SUPPLIED ENTRIES »
════
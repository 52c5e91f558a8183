//! Flags review attempts that land implausibly close together for the same
//! topic, so a cram session cannot inflate the ease factor like genuine
//! spaced retrieval would.

use chrono::{Duration, NaiveDateTime};

use crate::interval::MIN_EASE_FACTOR;
use crate::store::SrsStore;

/// Trailing window in which a repeat review of the same topic counts as
/// cramming.
pub const DEFAULT_CRAM_WINDOW_HOURS: i64 = 24;

/// Ease-factor reduction applied to a crammed review's input state.
pub const CRAM_EASE_PENALTY: f64 = 0.1;

/// True when the topic has already been reviewed inside the trailing window,
/// making the in-flight review the second-or-later one within it.
///
/// Fails open: the penalty is an optimization, not a correctness gate, so a
/// store error reads as "not cramming" and the review proceeds.
pub async fn detect_cramming<S: SrsStore + ?Sized>(
    store: &S,
    owner_user_id: i32,
    topic_id: i32,
    now: NaiveDateTime,
    hours_window: i64,
) -> bool {
    let since = now - Duration::hours(hours_window);

    match store.count_reviews_since(owner_user_id, topic_id, since).await {
        Ok(count) => count > 0,
        Err(e) => {
            log::warn!(
                "Cramming check failed for topic {}, treating as not cramming: {}",
                topic_id,
                e
            );
            false
        }
    }
}

/// Applies the cramming penalty to an ease factor, still floored at the
/// global minimum.
pub fn penalized_ease(ease_factor: f64) -> f64 {
    (ease_factor - CRAM_EASE_PENALTY).max(MIN_EASE_FACTOR)
}
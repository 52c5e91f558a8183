use tower_sessions::Session;

use crate::error::ApiError;

/// Pins an already-identified user onto the session cookie. Authentication
/// itself belongs to the surrounding application.
pub async fn set_user_session(session: &Session, user_id: i32) -> Result<(), ApiError> {
    session.insert("logged_in", true).await?;
    session.insert("user_id", user_id).await?;
    Ok(())
}

pub async fn is_logged_in(session: &Session) -> bool {
    session.get::<i32>("user_id").await.unwrap_or(None).is_some()
}

pub async fn get_current_user_id(session: &Session) -> Option<i32> {
    if !is_logged_in(session).await {
        return None;
    }

    match session.get::<i32>("user_id").await {
        Ok(Some(user_id)) => Some(user_id),
        Ok(None) => {
            log::warn!("Session has logged_in=true but no user_id");
            None
        }
        Err(e) => {
            log::error!("Failed to get user_id from session: {}", e);
            None
        }
    }
}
════
Would you copy every line of the entries that includes the word "bool"?

THE COMPLETED TASK »
) -> bool {
pub async fn is_logged_in(session: &Session) -> bool {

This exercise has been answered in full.